◆ Working data ◆
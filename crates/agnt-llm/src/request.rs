use serde::{Deserialize, Serialize};
use std::collections::HashMap;

// ---------------------------------------------------------------------------
// Top-level request
// ---------------------------------------------------------------------------

/// A request to generate a language model response.
#[derive(Default, Debug, Clone)]
pub struct GenerateRequest {
    pub messages: Vec<Message>,
    pub tools: Vec<ToolDefinition>,
    pub options: GenerateOptions,
    /// Provider-specific metadata. Passed through to the backend as-is.
    pub metadata: HashMap<String, serde_json::Value>,
}

/// Knobs that control generation behavior.
#[derive(Debug, Clone, Default)]
pub struct GenerateOptions {
    pub temperature: Option<f32>,
    pub max_tokens: Option<u32>,
    pub top_p: Option<f32>,
    pub stop: Option<Vec<String>>,
    pub tool_choice: ToolChoice,
}

// ---------------------------------------------------------------------------
// Reusable part types
// ---------------------------------------------------------------------------

#[derive(Debug, Clone, Default, Serialize, Deserialize)]
pub struct TextPart {
    pub text: String,
    /// Provider-specific bookkeeping (e.g. an upstream item id) round-tripped
    /// opaquely so a provider binding can re-associate its own wire items.
    #[serde(default, skip_serializing_if = "HashMap::is_empty")]
    pub metadata: HashMap<String, String>,
}

#[derive(Debug, Clone, Serialize, Deserialize)]
pub struct ImagePart {
    pub url: String,
}

/// A reasoning/thinking block emitted ahead of visible text by some models.
/// `text` is the (possibly absent) human-readable summary; the model's raw
/// chain of thought is never carried in this type.
#[derive(Debug, Clone, Default, Serialize, Deserialize)]
pub struct ReasoningPart {
    pub text: Option<String>,
    #[serde(default, skip_serializing_if = "HashMap::is_empty")]
    pub metadata: HashMap<String, String>,
}

#[derive(Debug, Clone, Default, Serialize, Deserialize)]
pub struct ToolCallPart {
    pub id: String,
    pub name: String,
    pub arguments: String,
    #[serde(default, skip_serializing_if = "HashMap::is_empty")]
    pub metadata: HashMap<String, String>,
}

#[derive(Debug, Clone, Serialize, Deserialize)]
pub struct ToolResultPart {
    pub tool_call_id: String,
    pub content: String,
}

// ---------------------------------------------------------------------------
// Role-specific part enums (composed from reusable parts)
// ---------------------------------------------------------------------------

#[derive(Debug, Clone)]
pub enum SystemPart {
    Text(TextPart),
}

#[derive(Debug, Clone)]
pub enum UserPart {
    Text(TextPart),
    Image(ImagePart),
}

#[derive(Debug, Clone)]
pub enum AssistantPart {
    Text(TextPart),
    Reasoning(ReasoningPart),
    ToolCall(ToolCallPart),
}

// ---------------------------------------------------------------------------
// Messages
// ---------------------------------------------------------------------------

#[derive(Debug, Clone)]
pub enum Message {
    System { parts: Vec<SystemPart> },
    User { parts: Vec<UserPart> },
    Assistant { parts: Vec<AssistantPart> },
    Tool { parts: Vec<ToolResultPart> },
}

// ---------------------------------------------------------------------------
// Convenience constructors
// ---------------------------------------------------------------------------

impl Message {
    pub fn system(text: impl Into<String>) -> Self {
        Message::System {
            parts: vec![SystemPart::Text(TextPart {
                text: text.into(),
                metadata: HashMap::new(),
            })],
        }
    }

    pub fn user(text: impl Into<String>) -> Self {
        Message::User {
            parts: vec![UserPart::Text(TextPart {
                text: text.into(),
                metadata: HashMap::new(),
            })],
        }
    }

    pub fn assistant(text: impl Into<String>) -> Self {
        Message::Assistant {
            parts: vec![AssistantPart::Text(TextPart {
                text: text.into(),
                metadata: HashMap::new(),
            })],
        }
    }

    pub fn assistant_tool_calls(calls: Vec<ToolCallPart>) -> Self {
        Message::Assistant {
            parts: calls.into_iter().map(AssistantPart::ToolCall).collect(),
        }
    }

    pub fn tool_result(tool_call_id: impl Into<String>, content: impl Into<String>) -> Self {
        Message::Tool {
            parts: vec![ToolResultPart {
                tool_call_id: tool_call_id.into(),
                content: content.into(),
            }],
        }
    }
}

// ---------------------------------------------------------------------------
// Tools
// ---------------------------------------------------------------------------

/// A tool the model can call.
#[derive(Debug, Clone)]
pub struct ToolDefinition {
    pub name: String,
    pub description: String,
    pub parameters: Schema,
}

/// Controls how the model selects tools.
#[derive(Debug, Clone, Default)]
pub enum ToolChoice {
    #[default]
    Auto,
    None,
    Required,
    /// Force calling a specific tool by name.
    Tool(String),
}

// ---------------------------------------------------------------------------
// Schema descriptor — Rust-native, converts to JSON Schema downstream
// ---------------------------------------------------------------------------

/// A Rust-native description of a value's shape, convertible to JSON Schema.
#[derive(Debug, Clone)]
pub enum Schema {
    String {
        description: Option<String>,
        enumeration: Option<Vec<String>>,
    },
    Number {
        description: Option<String>,
    },
    Integer {
        description: Option<String>,
    },
    Boolean {
        description: Option<String>,
    },
    Array {
        description: Option<String>,
        items: Box<Schema>,
    },
    Object {
        description: Option<String>,
        properties: Vec<Property>,
        required: Vec<String>,
    },
    /// Escape hatch: a literal JSON Schema value for cases we don't cover.
    Raw(serde_json::Value),
}

#[derive(Debug, Clone)]
pub struct Property {
    pub name: String,
    pub schema: Schema,
}

impl Schema {
    /// Convert to a JSON Schema `serde_json::Value`.
    pub fn to_json_schema(&self) -> serde_json::Value {
        match self {
            Schema::String {
                description,
                enumeration,
            } => {
                let mut obj = serde_json::json!({ "type": "string" });
                if let Some(d) = description {
                    obj["description"] = serde_json::json!(d);
                }
                if let Some(e) = enumeration {
                    obj["enum"] = serde_json::json!(e);
                }
                obj
            }
            Schema::Number { description } => {
                let mut obj = serde_json::json!({ "type": "number" });
                if let Some(d) = description {
                    obj["description"] = serde_json::json!(d);
                }
                obj
            }
            Schema::Integer { description } => {
                let mut obj = serde_json::json!({ "type": "integer" });
                if let Some(d) = description {
                    obj["description"] = serde_json::json!(d);
                }
                obj
            }
            Schema::Boolean { description } => {
                let mut obj = serde_json::json!({ "type": "boolean" });
                if let Some(d) = description {
                    obj["description"] = serde_json::json!(d);
                }
                obj
            }
            Schema::Array { description, items } => {
                let mut obj = serde_json::json!({
                    "type": "array",
                    "items": items.to_json_schema(),
                });
                if let Some(d) = description {
                    obj["description"] = serde_json::json!(d);
                }
                obj
            }
            Schema::Object {
                description,
                properties,
                required,
            } => {
                let props: serde_json::Map<String, serde_json::Value> = properties
                    .iter()
                    .map(|p| (p.name.clone(), p.schema.to_json_schema()))
                    .collect();
                let mut obj = serde_json::json!({
                    "type": "object",
                    "properties": props,
                });
                if !required.is_empty() {
                    obj["required"] = serde_json::json!(required);
                }
                if let Some(d) = description {
                    obj["description"] = serde_json::json!(d);
                }
                obj
            }
            Schema::Raw(v) => v.clone(),
        }
    }
}

// ---------------------------------------------------------------------------
// Builder
// ---------------------------------------------------------------------------

/// Fluent builder for a [`GenerateRequest`].
///
/// ```
/// use agnt_llm::request;
///
/// let mut req = request();
/// req.system("You are helpful")
///     .user("Explain monads")
///     .temperature(0.7);
/// let built = req.build();
/// assert_eq!(built.messages.len(), 2);
/// ```
#[derive(Default, Debug, Clone)]
pub struct RequestBuilder {
    inner: GenerateRequest,
}

/// Start building a [`GenerateRequest`].
pub fn request() -> RequestBuilder {
    RequestBuilder::default()
}

impl RequestBuilder {
    pub fn system(&mut self, text: impl Into<String>) -> &mut Self {
        self.inner.messages.push(Message::system(text));
        self
    }

    pub fn user(&mut self, text: impl Into<String>) -> &mut Self {
        self.inner.messages.push(Message::user(text));
        self
    }

    pub fn message(&mut self, message: Message) -> &mut Self {
        self.inner.messages.push(message);
        self
    }

    pub fn messages(&mut self, messages: impl IntoIterator<Item = Message>) -> &mut Self {
        self.inner.messages.extend(messages);
        self
    }

    pub fn tools(&mut self, tools: impl IntoIterator<Item = ToolDefinition>) -> &mut Self {
        self.inner.tools.extend(tools);
        self
    }

    pub fn tool_choice(&mut self, choice: ToolChoice) -> &mut Self {
        self.inner.options.tool_choice = choice;
        self
    }

    pub fn temperature(&mut self, value: f32) -> &mut Self {
        self.inner.options.temperature = Some(value);
        self
    }

    pub fn max_tokens(&mut self, value: u32) -> &mut Self {
        self.inner.options.max_tokens = Some(value);
        self
    }

    pub fn top_p(&mut self, value: f32) -> &mut Self {
        self.inner.options.top_p = Some(value);
        self
    }

    pub fn stop(&mut self, stop: impl IntoIterator<Item = String>) -> &mut Self {
        self.inner.options.stop = Some(stop.into_iter().collect());
        self
    }

    /// Attach provider-specific metadata (e.g. `reasoning_effort`), passed
    /// through to the backend untouched.
    pub fn meta(&mut self, key: impl Into<String>, value: impl Into<serde_json::Value>) -> &mut Self {
        self.inner.metadata.insert(key.into(), value.into());
        self
    }

    pub fn build(&self) -> GenerateRequest {
        self.inner.clone()
    }
}

impl From<&mut RequestBuilder> for GenerateRequest {
    fn from(builder: &mut RequestBuilder) -> Self {
        builder.build()
    }
}

impl From<RequestBuilder> for GenerateRequest {
    fn from(builder: RequestBuilder) -> Self {
        builder.inner
    }
}

#[cfg(test)]
mod tests {
    use super::*;

    #[test]
    fn builder_collects_messages_and_options() {
        let mut builder = request();
        builder.system("hi").user("hello").temperature(0.5);
        let req = builder.build();
        assert_eq!(req.messages.len(), 2);
        assert_eq!(req.options.temperature, Some(0.5));
    }

    #[test]
    fn empty_arguments_round_trip_as_literal_object() {
        let call = ToolCallPart {
            id: "c1".into(),
            name: "read_file".into(),
            arguments: "{}".into(),
            metadata: HashMap::new(),
        };
        assert_eq!(call.arguments, "{}");
    }
}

◆ Exercise objective ◆
Which lines above run from the one containing "Convert to a" down to the one containing "if let Some(e)"? Repeat exactly those, both ends included, and nothing else.

◆ Result of the task ◆
    /// Convert to a JSON Schema `serde_json::Value`.
    pub fn to_json_schema(&self) -> serde_json::Value {
        match self {
            Schema::String {
                description,
                enumeration,
            } => {
                let mut obj = serde_json::json!({ "type": "string" });
                if let Some(d) = description {
                    obj["description"] = serde_json::json!(d);
                }
                if let Some(e) = enumeration {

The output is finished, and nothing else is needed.